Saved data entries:

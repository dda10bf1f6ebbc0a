use crate::bounds::ResetAxes;
use minikalman::buffers::types::*;
use minikalman::prelude::*;
use minikalman::regular::{Control, RegularKalman};

pub const STATES: usize = 4; // x, y, z position, forward speed
pub const CONTROLS: usize = 3; // x, y, z world-frame displacement

/// The largest number of tags a single update accepts.
pub const MAX_TAGS: usize = 32;

/// A 4×4 matrix in row-major order, e.g. the estimate covariance.
pub type CovarianceMatrix<T> = [[T; STATES]; STATES];

// A Kalman filter of four states, using owned buffers.
pub type OwnedKalmanFilter<T> = RegularKalman<
    STATES,
    T,
    StateTransitionMatrixMutBuffer<
        STATES,
        T,
        MatrixDataArray<STATES, STATES, { STATES * STATES }, T>,
    >,
    StateVectorBuffer<STATES, T, MatrixDataArray<STATES, 1, STATES, T>>,
    EstimateCovarianceMatrixBuffer<
        STATES,
        T,
        MatrixDataArray<STATES, STATES, { STATES * STATES }, T>,
    >,
    DirectProcessNoiseCovarianceMatrixMutBuffer<
        STATES,
        T,
        MatrixDataArray<STATES, STATES, { STATES * STATES }, T>,
    >,
    PredictedStateEstimateVectorBuffer<STATES, T, MatrixDataArray<STATES, 1, STATES, T>>,
    TemporaryStateMatrixBuffer<STATES, T, MatrixDataArray<STATES, STATES, { STATES * STATES }, T>>,
>;

// The rotated forward displacement, applied as a control input.
pub type OwnedControlInput<T> = Control<
    STATES,
    CONTROLS,
    T,
    ControlMatrixMutBuffer<
        STATES,
        CONTROLS,
        T,
        MatrixDataArray<STATES, CONTROLS, { STATES * CONTROLS }, T>,
    >,
    ControlVectorBuffer<CONTROLS, T, MatrixDataArray<CONTROLS, 1, CONTROLS, T>>,
    ControlProcessNoiseCovarianceMatrixMutBuffer<
        CONTROLS,
        T,
        MatrixDataArray<CONTROLS, CONTROLS, { CONTROLS * CONTROLS }, T>,
    >,
    TemporaryBQMatrixBuffer<
        STATES,
        CONTROLS,
        T,
        MatrixDataArray<STATES, CONTROLS, { STATES * CONTROLS }, T>,
    >,
>;

/// A summary of a successful update.
#[derive(Debug, Clone, Copy, PartialEq)]
pub struct UpdateReport<T> {
    /// The number of tags within the maximum range.
    pub accepted_tags: usize,
    /// The number of tags ignored for being out of range.
    pub rejected_tags: usize,
    /// The speed pseudo-measurement that was fused.
    pub speed_measurement: T,
    /// The position axes that were reset for leaving the workspace.
    pub reset_axes: ResetAxes,
}
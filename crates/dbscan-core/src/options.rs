//! Startup configuration of the serving engine and classification of the
//! command's path arguments.

use crate::config::ServeConfig;
use serde::Serialize;
use std::path::{Path, PathBuf};

/// Options the serving engine starts with.
#[derive(Debug, Clone, PartialEq, Eq, Serialize)]
pub struct ServeOptions {
    pub host: String,
    pub port: u16,
    /// Files served read-only with `immutable=1`.
    pub immutable: Vec<PathBuf>,
    /// Open databases without SQLite file locking.
    pub nolock: bool,
    pub cors: bool,
    /// Run a single request against the app, print the body and exit.
    pub get: Option<String>,
}

impl Default for ServeOptions {
    fn default() -> Self {
        Self {
            host: ServeConfig::DEFAULT_HOST.to_string(),
            port: ServeConfig::DEFAULT_PORT,
            immutable: Vec::new(),
            nolock: false,
            cors: false,
            get: None,
        }
    }
}

/// Path arguments split into directories to scan and explicit files.
#[derive(Debug, Clone, Default, PartialEq, Eq)]
pub struct ScanTargets {
    pub directories: Vec<PathBuf>,
    /// Explicit files, served as given without validation.
    pub files: Vec<PathBuf>,
}

impl ScanTargets {
    /// Classify `paths`; an empty list means the current directory.
    pub fn classify<P: AsRef<Path>>(paths: &[P]) -> Self {
        let mut targets = Self::default();
        if paths.is_empty() {
            targets.directories.push(PathBuf::from("."));
            return targets;
        }

        for path in paths {
            let path = path.as_ref();
            if path.is_dir() {
                targets.directories.push(path.to_path_buf());
            } else {
                targets.files.push(path.to_path_buf());
            }
        }
        targets
    }

    pub fn has_directories(&self) -> bool {
        !self.directories.is_empty()
    }
}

> **Required action**
For the word "usize", count the lines of the data that contain it and state only that count.

> **Expected answer**
5